During a recent episode of his podcast, Joe Rogan said the U.S. Department of Justice’s (DOJ) settlement with the IRS over the leak of President Donald Trump’s tax returns was “so crazy.”
His comments came shortly after his segment on acting Attorney General Todd Blanche’s order shielding Trump, his family and his companies from certain past or pending IRS examinations.
“Imagine somebody accuses you of murder and it turns out you weren’t guilty of that murder and then you sue them and you go, ‘you can never prosecute me for murder again,’” Rogan told comedian and actor Tom Segura on Monday’s episode of The Joe Rogan Experience.
Rogan, despite having endorsed Trump in 2024, has at times criticized the president on a range of issues.
What To Know
Rogan compared the behavior behind the Trump directive to that of Uday Hussein, son of former Iraqi President Saddam Hussein, whose name became synonymous with corruption, brutality and abuse of political power under an authoritarian regime, with the podcast host saying, “Then you just go straight Uday Hussein. That’s nuts.”
While Rogan supported Trump’s election and influenced the president’s executive order on the psychedelic drug ibogaine, he has at times broken with the president and been outspoken on certain GOP policies. He has been most vocal against Trump over the war in Iran, which he has condemned in blunt terms on his podcast, as well as criticism of federal immigration enforcement operations.
The one‑page directive, signed by Blanche and posted on the DOJ’s website, declares government agencies “forever barred and precluded” from pursuing claims tied to the tax returns filed before the settlement’s effective date.

The expansion goes well beyond the nine‑page agreement unveiled Monday, which created a nearly $1.8 billion Anti‑Weaponization Fund but made no mention of Trump’s long‑running disputes with the IRS. The new order effectively folds those audits into the settlement, granting a sweeping release from federal tax liability for Trump and a wide circle of related individuals, trusts and business entities.
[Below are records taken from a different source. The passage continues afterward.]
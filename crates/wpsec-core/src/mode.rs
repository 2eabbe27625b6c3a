//! Octal permission modes

use std::fmt;
use std::str::FromStr;

use serde::de::{self, Visitor};
use serde::{Deserialize, Deserializer, Serialize, Serializer};

use crate::{Error, Result};

/// Highest value accepted: setuid/setgid/sticky plus rwx for all classes.
const MAX_MODE: u32 = 0o7777;

/// A numeric permission value such as `0644`.
///
/// Policy documents write modes as quoted octal strings (`"0644"`, `"644"`,
/// `"0o644"`). Unquoted integers are rejected: YAML and TOML have already
/// resolved `0o644` to 420 and `0644` to 644 by the time they reach us, so the
/// intended value cannot be recovered.
#[derive(Debug, Clone, Copy, PartialEq, Eq, Hash, PartialOrd, Ord)]
pub struct FileMode(u32);

impl FileMode {
    /// Conventional WordPress file mode.
    pub const FILE: FileMode = FileMode(0o644);
    /// Conventional WordPress directory mode.
    pub const DIRECTORY: FileMode = FileMode(0o755);
    /// Mode used when a policy document has no usable `default` section.
    pub const LEGACY_FALLBACK: FileMode = FileMode(0o755);

    pub(crate) const fn from_raw(bits: u32) -> Self {
        Self(bits & MAX_MODE)
    }

    /// Build from raw permission bits.
    pub fn from_bits(bits: u32) -> Result<Self> {
        if bits > MAX_MODE {
            return Err(Error::InvalidMode {
                value: format!("{bits:o}"),
                reason: "exceeds 7777".into(),
            });
        }
        Ok(Self(bits))
    }

    pub fn bits(self) -> u32 {
        self.0
    }
}

impl FromStr for FileMode {
    type Err = Error;

    fn from_str(s: &str) -> Result<Self> {
        let trimmed = s.trim();
        let digits = trimmed
            .strip_prefix("0o")
            .or_else(|| trimmed.strip_prefix("0O"))
            .unwrap_or(trimmed);

        let invalid = |reason: &str| Error::InvalidMode {
            value: s.to_string(),
            reason: reason.to_string(),
        };

        if digits.is_empty() {
            return Err(invalid("empty"));
        }
        if !digits.bytes().all(|b| (b'0'..=b'7').contains(&b)) {
            return Err(invalid("not an octal number"));
        }
        let bits = u32::from_str_radix(digits, 8).map_err(|e| invalid(&e.to_string()))?;
        Self::from_bits(bits).map_err(|_| invalid("exceeds 7777"))
    }
}

impl fmt::Display for FileMode {
    fn fmt(&self, f: &mut fmt::Formatter<'_>) -> fmt::Result {
        write!(f, "{:04o}", self.0)
    }
}

impl Serialize for FileMode {
    fn serialize<S: Serializer>(&self, serializer: S) -> std::result::Result<S::Ok, S::Error> {
        serializer.collect_str(self)
    }
}

impl<'de> Deserialize<'de> for FileMode {
    fn deserialize<D: Deserializer<'de>>(deserializer: D) -> std::result::Result<Self, D::Error> {
        struct ModeVisitor;

        impl Visitor<'_> for ModeVisitor {
            type Value = FileMode;

            fn expecting(&self, f: &mut fmt::Formatter<'_>) -> fmt::Result {
                f.write_str("an octal permission such as \"0644\"")
            }

            fn visit_str<E: de::Error>(self, v: &str) -> std::result::Result<FileMode, E> {
                v.parse().map_err(E::custom)
            }

            fn visit_u64<E: de::Error>(self, v: u64) -> std::result::Result<FileMode, E> {
                Err(E::custom(unquoted(v)))
            }

            fn visit_i64<E: de::Error>(self, v: i64) -> std::result::Result<FileMode, E> {
                Err(E::custom(unquoted(v)))
            }
        }

        deserializer.deserialize_any(ModeVisitor)
    }
}

fn unquoted(value: impl fmt::Display) -> String {
    format!("permission mode {value} must be quoted, e.g. \"0644\"")
}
The announcement came just hours after Trump withdrew his $10 billion lawsuit against the IRS over the leak of his tax returns. In exchange for dropping the case, Trump, his sons Donald Trump Jr. and Eric Trump, as well as the Trump Organization, will receive a formal apology from the government—but no direct payout. The president also agreed to abandon separate claims seeking compensation for the FBI’s 2022 search of Mar‑a‑Lago and the investigation into his 2016 campaign’s ties to Russia.
Why Did Trump Sue the IRS?
Trump sued the IRS and the U.S. Treasury Department for $10 billion, alleging the agencies failed to protect his confidential tax information. The lawsuit stemmed from the actions of Charles Littlejohn, a former IRS contractor who admitted to leaking Trump’s tax returns—along with those of thousands of wealthy Americans—to news organizations. Littlejohn later pleaded guilty and was sentenced to five years in prison, but Trump argued that the government bore responsibility for failing to prevent the breach.
Trump, his two oldest sons and the Trump Organization claimed the unauthorized disclosures caused ongoing harm, asserting that each view of a published article containing the leaked data constituted a separate statutory violation. The suit sought massive damages and accused federal agencies of negligence in safeguarding sensitive taxpayer information. The case never reached a courtroom fight as Trump withdrew the lawsuit after reaching an agreement with the DOJ, which created the $1.776 billion Anti‑Weaponization Fund intended to compensate people who say they were improperly targeted by the government.
Not all Trump allies are in favor of the plan, and Democrats and government watchdogs have called the arrangement “corrupt” and unprecedented, warning it could channel taxpayer funds to Trump allies while inviting questionable claims of political persecution.